Millions of Americans laughed with Jay Leno for 22 years…will these same people see Jimmy Fallon as a rising star to watch for some good laughs five nights a week?
The dynamic of returning (fans, city, style) certainly is the question for the host.
P.S. Congratulations to the real new King of Late Night: Lorne Michaels.
Only one more night left…
February 6th: The last The Tonight Show with Jay Leno
February 17th: The first The Tonight Show Starring Jimmy Fallon
As these dates draw closer, a more in-depth analysis, reflection and celebration will be featured on this blog. However, for now, the temptation to throw one’s mind into a state of wild visions and predictions has become too irresistible to deny. And it starts with a simple, seemingly pointless and nonsensical question at this precise moment in time:
Who will take over The Tonight Show a couple decades down the road after Jimmy Fallon?

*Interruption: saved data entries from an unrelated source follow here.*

//! Configuration loading from various sources

pub mod env;
pub mod file;
pub mod formats;
pub mod merge;

use crate::{Config, Result, Validate};
use std::path::{Path, PathBuf};

/// Format for configuration files
#[derive(Debug, Clone, Copy, PartialEq, Eq)]
pub enum ConfigFormat {
    /// YAML format (.yml, .yaml)
    Yaml,
    /// TOML format (.toml)
    Toml,
    /// JSON format (.json)
    Json,
}

/// Configuration source for layered loading
#[derive(Debug, Clone)]
pub enum ConfigSource {
    File(PathBuf),
    Environment,
    /// Explicit config object (for programmatic use)
    Explicit(Config),
}

/// Builder for loading and merging configurations
///
/// Supports layered configuration with proper precedence:
/// defaults < file < environment < explicit overrides
///
/// # Example
///
/// ```no_run
/// use planner_config::loader::ConfigBuilder;
///
/// let config = ConfigBuilder::new()
///     .with_file(".planner.toml")
///     .with_env()
///     .build()?;
/// # Ok::<(), planner_config::ConfigError>(())
/// ```
pub struct ConfigBuilder {
    sources: Vec<ConfigSource>,
}

impl ConfigBuilder {
    /// Create a new config builder starting with defaults
    pub fn new() -> Self {
        Self {
            sources: Vec::new(),
        }
    }

    pub fn with_file<P: AsRef<Path>>(mut self, path: P) -> Self {
        self.sources
            .push(ConfigSource::File(path.as_ref().to_path_buf()));
        self
    }

    pub fn with_env(mut self) -> Self {
        self.sources.push(ConfigSource::Environment);
        self
    }

    pub fn with_config(mut self, config: Config) -> Self {
        self.sources.push(ConfigSource::Explicit(config));
        self
    }

    /// Build and validate the final configuration
    ///
    /// Merges all sources in order, with later sources taking precedence.
    pub fn build(self) -> Result<Config> {
        let mut config = Config::default();

        for source in self.sources {
            match source {
                ConfigSource::File(path) => {
                    let file_config = file::load_from_file(&path)?;
                    config = merge::merge(config, file_config);
                }
                ConfigSource::Environment => {
                    env::apply(&mut config);
                }
                ConfigSource::Explicit(explicit_config) => {
                    config = merge::merge(config, explicit_config);
                }
            }
        }

        config.validate()?;
        Ok(config)
    }
}

impl Default for ConfigBuilder {
    fn default() -> Self {
        Self::new()
    }
}

/// Default file names searched by [`Config::load`], in order
pub const DEFAULT_CONFIG_PATHS: [&str; 4] = [
    ".planner.toml",
    ".planner.yml",
    ".planner.yaml",
    ".planner.json",
];

impl Config {
    /// Load configuration from default locations
    ///
    /// Uses the first of [`DEFAULT_CONFIG_PATHS`] that exists in the current
    /// directory, or defaults if none does. Environment overlays always apply.
    pub fn load() -> Result<Self> {
        let mut builder = ConfigBuilder::new();

        if let Some(path) = DEFAULT_CONFIG_PATHS
            .iter()
            .find(|path| Path::new(path).exists())
        {
            tracing::debug!("using configuration file {}", path);
            builder = builder.with_file(path);
        }

        builder.with_env().build()
    }

    /// Load configuration from a specific file, with environment overlays
    pub fn from_file<P: AsRef<Path>>(path: P) -> Result<Self> {
        ConfigBuilder::new().with_file(path).with_env().build()
    }
}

While this inquiry may derive an insulting premise, that could not be any more untrue. It’s simply an acknowledgement that the tectonic plates of the comedic landscape is changing right before our eyes and that it sparks a curiosity about what lies ahead. Appropriately, the mind wanders into the far reaches of what is possible and what even seems inevitable in the not so distant future, history wise.
Seth Meyers is taking over Late Night as an SNL veteran of late night laughs at the age of 40. He’s a clever, funny writer with good delivery. No doubt. However, can Meyers carry the same interest and entertaining interaction he always shared with Stefon to all his guests? If this proves to be the case, then get ready to laugh very late into the night. And unless Jimmy Fallon (39) tanks (which he won’t), the 20 or so year-old question into the future is, “who is Fallon’s heir apparent?” Meyers is the perfect age for taking over The Tonight Show (if he were chosen or the best fit) right now. Not in 10, 15 or 20 years. That’s too late (one of my better puns). His ticket seems cemented in Late Night and with whatever else Mr. Michaels pitches his way. Although, there’s always that one in a million chance…
My guess? The person’s name will not start with Seth and end in Meyers.
Instead, the next big star for NBC at 11:35 p.m. will (drum roll please…) be a female comedian (stand-up and skits) who has strong writing and performance ties to Saturday Night Live and, specifically and most importantly, Lorne Michaels. Given the longevity and success that Johnny Carson and Jay Leno had and how that will potentially translate to Fallon, it’s very likely this individual is still in college. Maybe, maybe, there are the quietest of whispers about her somewhere in her college hallways.
Somewhere, someplace, this person is making somebody laugh.
My prediction (via Carnac the Magnificent) is that the next host of The Tonight Show will be a beautiful, talented, clever, witty and nationally appealing female stand-up comic and master of sketches who will define a new era in comedy during the heart of the 21st century for girls and women of all ages across the United States and beyond.